Os cinco governantes do Brics posam sorridentes durante a Sexta Cúpula anual do grupo em Fortaleza. Foto: Agência Brasil/EBC
Os cinco governantes do Brics posam sorridentes durante a Sexta Cúpula anual do grupo em Fortaleza. Foto: Agência Brasil/EBC

 

Fortaleza, Brasil, 17/7/2014 – A aliança do grupo Brics (Brasil, Rússia, Índia, China, África do Sul) foi consolidada no dia 15, com a criação do Novo Banco de Desenvolvimento (NBD) e do Acordo de Reservas de Contingência (ARC), durante sua Sexta Cúpula, o que institucionaliza uma nova arquitetura financeira das potências emergentes. Outros dois acordos, um de Cooperação Técnica entre Agências de Crédito e Garantias às Exportações, e outro de Cooperação em Inovação dos Bancos Nacionais de Desenvolvimento, completaram a estrutura estabelecida pelos cinco mandatários na cidade brasileira de Fortaleza, no Estado do Ceará.
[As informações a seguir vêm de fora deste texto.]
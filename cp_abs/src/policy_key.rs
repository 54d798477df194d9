//! Public key of a policy. Mirrors the access tree node for node but keeps only what verification
//! needs: the gate parameters and, at each leaf, the attribute digest and `du = share * x^-1` where
//! `share` is the leaf's share of the master secret and `x` its attribute's secret.

use crate::{
    access_tree::{AccessTree, NodeId},
    attribute::AttributeUniverse,
    curves::AbsGroup,
    error::ABSError,
    policy::MAX_POLICY_DEPTH,
    polynomial::{secret_of, ShareId},
    setup::SystemParams,
};
use abs_crypto_utils::serde_utils::SignedMagnitude;
use ark_ff::{Field, PrimeField};
use ark_serialize::CanonicalSerialize;
use ark_std::{
    collections::{BTreeMap, BTreeSet},
    rand::RngCore,
    string::String,
    vec::Vec,
};
use serde::{Deserialize, Serialize};
use serde_with::serde_as;

#[derive(Clone, Debug, PartialEq, Eq)]
pub struct PolicyKeyNode<F: PrimeField> {
    /// Canonical text of the sub-policy rooted at this node
    pub label: String,
    pub index: ShareId,
    pub n: ShareId,
    pub t: ShareId,
    /// Set only on leaves
    pub du: Option<F>,
    /// Digest of the leaf's attribute. Set only on leaves.
    pub hash_val: Option<String>,
    pub children: Vec<NodeId>,
    pub parent: Option<NodeId>,
}

impl<F: PrimeField> PolicyKeyNode<F> {
    pub fn is_leaf(&self) -> bool {
        self.children.is_empty()
    }
}

/// Arena of key nodes with the root at position 0 and every node after its parent
#[derive(Clone, Debug, PartialEq, Eq)]
pub struct PolicyKey<G: AbsGroup> {
    nodes: Vec<PolicyKeyNode<G::ScalarField>>,
}

/// Persisted form of a policy key node. Children are keyed by their sub-policy text.
#[serde_as]
#[derive(Clone, Debug, PartialEq, Eq, Serialize, Deserialize)]
#[serde(bound = "")]
pub struct PolicyKeyRecord<F: PrimeField> {
    #[serde(skip_serializing_if = "Option::is_none")]
    pub hash_val: Option<String>,
    pub index: ShareId,
    pub n: ShareId,
    pub t: ShareId,
    #[serde_as(as = "Option<SignedMagnitude>")]
    pub du: Option<F>,
    pub children: BTreeMap<String, PolicyKeyRecord<F>>,
}

impl<G: AbsGroup> Default for PolicyKey<G> {
    fn default() -> Self {
        Self { nodes: Vec::new() }
    }
}

impl<G: AbsGroup> PolicyKey<G> {
    pub const ROOT: NodeId = 0;

    /// Parse the policy, share the master secret over its tree and derive the key
    pub fn generate<R: RngCore>(
        rng: &mut R,
        params: &SystemParams<G>,
        universe: &AttributeUniverse<G>,
        policy: &str,
    ) -> Result<Self, ABSError> {
        let mut tree = AccessTree::parse(params, universe, policy)?;
        tree.init(rng, params)?;
        Self::from_access_tree(&tree)
    }

    /// Derive the key from an initialized access tree
    pub fn from_access_tree(tree: &AccessTree<G>) -> Result<Self, ABSError> {
        let nodes = tree
            .nodes()
            .iter()
            .map(|node| {
                let (du, hash_val) = match &node.attribute {
                    Some(attribute) => {
                        let poly = node
                            .polynomial
                            .as_ref()
                            .ok_or(ABSError::TreeNotInitialized)?;
                        let x_inv = attribute.secret.inverse().ok_or(ABSError::CannotInvert0)?;
                        (Some(secret_of(poly) * x_inv), Some(attribute.digest.clone()))
                    }
                    None => {
                        if node.polynomial.is_none() {
                            return Err(ABSError::TreeNotInitialized);
                        }
                        (None, None)
                    }
                };
                Ok(PolicyKeyNode {
                    label: node.label.clone(),
                    index: node.index,
                    n: node.n,
                    t: node.t,
                    du,
                    hash_val,
                    children: node.children.clone(),
                    parent: node.parent,
                })
            })
            .collect::<Result<Vec<_>, ABSError>>()?;
        Ok(Self { nodes })
    }

    pub fn root(&self) -> Option<&PolicyKeyNode<G::ScalarField>> {
        self.nodes.first()
    }

    pub fn node(&self, id: NodeId) -> Option<&PolicyKeyNode<G::ScalarField>> {
        self.nodes.get(id)
    }

    pub fn nodes(&self) -> &[PolicyKeyNode<G::ScalarField>] {
        &self.nodes
    }

    pub fn len(&self) -> usize {
        self.nodes.len()
    }

    pub fn is_empty(&self) -> bool {
        self.nodes.is_empty()
    }

    /// Digests of the attributes at the leaves
    pub fn attribute_digests(&self) -> BTreeSet<&str> {
        self.nodes
            .iter()
            .filter_map(|n| n.hash_val.as_deref())
            .collect()
    }

    /// Size of the key material: the gate parameters of every node and `du` of every leaf
    pub fn size_in_bytes(&self) -> usize {
        self.nodes
            .iter()
            .map(|node| {
                node.n.compressed_size()
                    + node.t.compressed_size()
                    + node.du.as_ref().map_or(0, |du| du.compressed_size())
            })
            .sum()
    }

    pub fn to_record(&self) -> Result<PolicyKeyRecord<G::ScalarField>, ABSError> {
        if self.nodes.is_empty() {
            return Err(ABSError::InvalidRecord("empty policy key".to_string()));
        }
        Ok(self.node_record(Self::ROOT))
    }

    fn node_record(&self, id: NodeId) -> PolicyKeyRecord<G::ScalarField> {
        let node = &self.nodes[id];
        PolicyKeyRecord {
            hash_val: node.hash_val.clone(),
            index: node.index,
            n: node.n,
            t: node.t,
            du: node.du,
            children: node
                .children
                .iter()
                .map(|c| (self.nodes[*c].label.clone(), self.node_record(*c)))
                .collect(),
        }
    }

    /// Rebuild the key from its record. `policy` is the text the key was generated for and becomes
    /// the root's label. Leaves must carry `du` and `hash_val`, gates must have exactly `n`
    /// children with distinct indices in `1..=n` and `1 <= t <= n`. Gates may not nest deeper than
    /// `MAX_POLICY_DEPTH`.
    pub fn from_record(
        policy: &str,
        record: &PolicyKeyRecord<G::ScalarField>,
    ) -> Result<Self, ABSError> {
        let mut nodes = Vec::new();
        Self::add_record(policy, record, None, 0, &mut nodes)?;
        Ok(Self { nodes })
    }

    fn add_record(
        label: &str,
        record: &PolicyKeyRecord<G::ScalarField>,
        parent: Option<NodeId>,
        depth: usize,
        nodes: &mut Vec<PolicyKeyNode<G::ScalarField>>,
    ) -> Result<NodeId, ABSError> {
        let invalid = |msg: &str| ABSError::InvalidRecord(format!("{}: {}", label, msg));
        if !record.children.is_empty() && depth >= MAX_POLICY_DEPTH {
            return Err(ABSError::PolicyTooDeep(MAX_POLICY_DEPTH));
        }
        if record.t == 0 || record.t > record.n {
            return Err(invalid("bad threshold"));
        }
        if record.children.is_empty() {
            if record.du.is_none() || record.hash_val.is_none() {
                return Err(invalid("leaf without du or hash"));
            }
        } else {
            if record.du.is_some() || record.hash_val.is_some() {
                return Err(invalid("gate with du or hash"));
            }
            if record.children.len() != record.n as usize {
                return Err(invalid("child count differs from n"));
            }
            let indices = record
                .children
                .values()
                .map(|c| c.index)
                .collect::<BTreeSet<_>>();
            if indices.len() != record.children.len()
                || indices.iter().any(|i| *i == 0 || *i > record.n)
            {
                return Err(invalid("bad child indices"));
            }
        }

        let id = nodes.len();
        nodes.push(PolicyKeyNode {
            label: label.to_string(),
            index: record.index,
            n: record.n,
            t: record.t,
            du: record.du,
            hash_val: record.hash_val.clone(),
            children: Vec::with_capacity(record.children.len()),
            parent,
        });
        // Restore sibling order
        let mut children = record.children.iter().collect::<Vec<_>>();
        children.sort_by_key(|(_, c)| c.index);
        for (child_label, child) in children {
            let child_id = Self::add_record(child_label, child, Some(id), depth + 1, nodes)?;
            nodes[id].children.push(child_id);
        }
        Ok(id)
    }
}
A cúpula do Brics terminou ontem com um encontro entres os cinco mandatários e os da União Sul-Americana (Unasul), em Brasília, onde também aconteceram diversos encontros bilaterais. Não se está criando o NBD e o ARC “contra ninguém”, mas como “resposta às nossas dificuldades”, afirmou a presidente Dilma Rousseff, em entrevista coletiva após reunião com Vladimir Putin (Rússia), Narendra Modi (Índia), Xi Jinping (China) e Jacob Zuma (África do Sul).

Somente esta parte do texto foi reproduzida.